§ WHAT IS NEEDED
The lines to copy are those in the listing that hold the word "PeerTransport".

───── EXTRACTED INFORMATION

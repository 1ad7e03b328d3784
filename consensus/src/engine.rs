//! The Reimint engine: one constructor wiring the state machine, timeout
//! ticker, gossip reactor, evidence pool and validator-set cache together.
//!
//! Chain id and the minimum voting power are plumbed through here; nothing
//! in the core reads process-wide state.

use std::path::Path;
use std::sync::Arc;

use alloy_consensus::Header;
use alloy_primitives::B256;
use color_eyre::eyre;
use reimint_types::{Evidence, ValidatorSet, WireError};

use crate::config::ConsensusConfig;
use crate::evidence_pool::EvidencePool;
use crate::pipeline::BlockPipeline;
use crate::reactor::{PeerTransport, Reactor};
use crate::state_machine::{StateMachine, StateMachineHandle};
use crate::validator_cache::ValidatorSetCache;
use crate::PeerId;

pub struct ReimintEngine {
    chain_id: u64,
    min_voting_power: u64,
    handle: StateMachineHandle,
    reactor: Reactor,
    evidence: EvidencePool,
    validator_sets: ValidatorSetCache,
}

impl ReimintEngine {
    /// Start the engine for the height following `head_header`. The evidence
    /// store is opened under `data_dir`.
    #[allow(clippy::too_many_arguments)]
    pub async fn new(
        chain_id: u64,
        min_voting_power: u64,
        config: ConsensusConfig,
        pipeline: Arc<dyn BlockPipeline>,
        transport: Arc<dyn PeerTransport>,
        data_dir: impl AsRef<Path>,
        head_header: &Header,
        validators: ValidatorSet,
    ) -> eyre::Result<Self> {
        let evidence = EvidencePool::open(
            data_dir.as_ref().join("evidence.redb"),
            config.evidence_max_age_num_blocks,
        )
        .await?;
        let validator_sets =
            ValidatorSetCache::new(Arc::clone(&pipeline), config.validator_set_cache_size);

        let validators = filter_by_min_power(validators, min_voting_power)?;
        let machine = StateMachine::new(
            chain_id,
            config,
            pipeline,
            evidence.clone(),
            head_header,
            validators,
        );
        let events = machine.subscribe();
        let handle = machine.start();
        let reactor = Reactor::spawn(handle.queue(), events, transport);

        Ok(Self {
            chain_id,
            min_voting_power,
            handle,
            reactor,
            evidence,
            validator_sets,
        })
    }

    pub const fn chain_id(&self) -> u64 {
        self.chain_id
    }

    pub fn handle(&self) -> &StateMachineHandle {
        &self.handle
    }

    pub fn evidence_pool(&self) -> &EvidencePool {
        &self.evidence
    }

    /// Block `header` was persisted; start the next height with the staking
    /// contract's validator set for the new state root.
    pub fn new_block_header(&self, header: Header, validators: ValidatorSet) -> eyre::Result<()> {
        let validators = filter_by_min_power(validators, self.min_voting_power)?;
        self.handle.new_block_header(header, validators);
        Ok(())
    }

    /// Decode and dispatch a raw wire frame from `peer`.
    pub fn handle_peer_message(&self, peer: &PeerId, bytes: &[u8]) -> Result<(), WireError> {
        self.reactor.handle_message(peer, bytes)
    }

    pub fn add_peer(&self, peer: PeerId) {
        self.reactor.add_peer(peer);
    }

    pub fn remove_peer(&self, peer: &PeerId) {
        self.reactor.remove_peer(peer);
    }

    pub fn peer_count(&self) -> usize {
        self.reactor.peer_count()
    }

    /// Validator set at `state_root`, served from the bounded cache.
    pub async fn validator_set_at(&self, state_root: B256) -> eyre::Result<Arc<ValidatorSet>> {
        self.validator_sets.get(state_root).await
    }

    /// Verify gossiped evidence against the validator set at `state_root`
    /// and persist it. Returns `false` for already-known evidence.
    pub async fn add_evidence(&self, evidence: Evidence, state_root: B256) -> eyre::Result<bool> {
        let validators = self.validator_sets.get(state_root).await?;
        Ok(self.evidence.add_evidence(evidence, &validators).await?)
    }

    /// Stop gossip, close the input queue and wait for the loop to drain.
    pub async fn abort(self) {
        self.reactor.stop();
        self.handle.abort().await;
    }
}

fn filter_by_min_power(validators: ValidatorSet, min: u64) -> eyre::Result<ValidatorSet> {
    if min == 0 {
        return Ok(validators);
    }
    ValidatorSet::new(
        validators
            .validators()
            .filter(|v| v.voting_power >= min)
            .cloned(),
    )
    .map_err(Into::into)
}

──────────

§ ANSWER SECTION
use crate::reactor::{PeerTransport, Reactor};
        transport: Arc<dyn PeerTransport>,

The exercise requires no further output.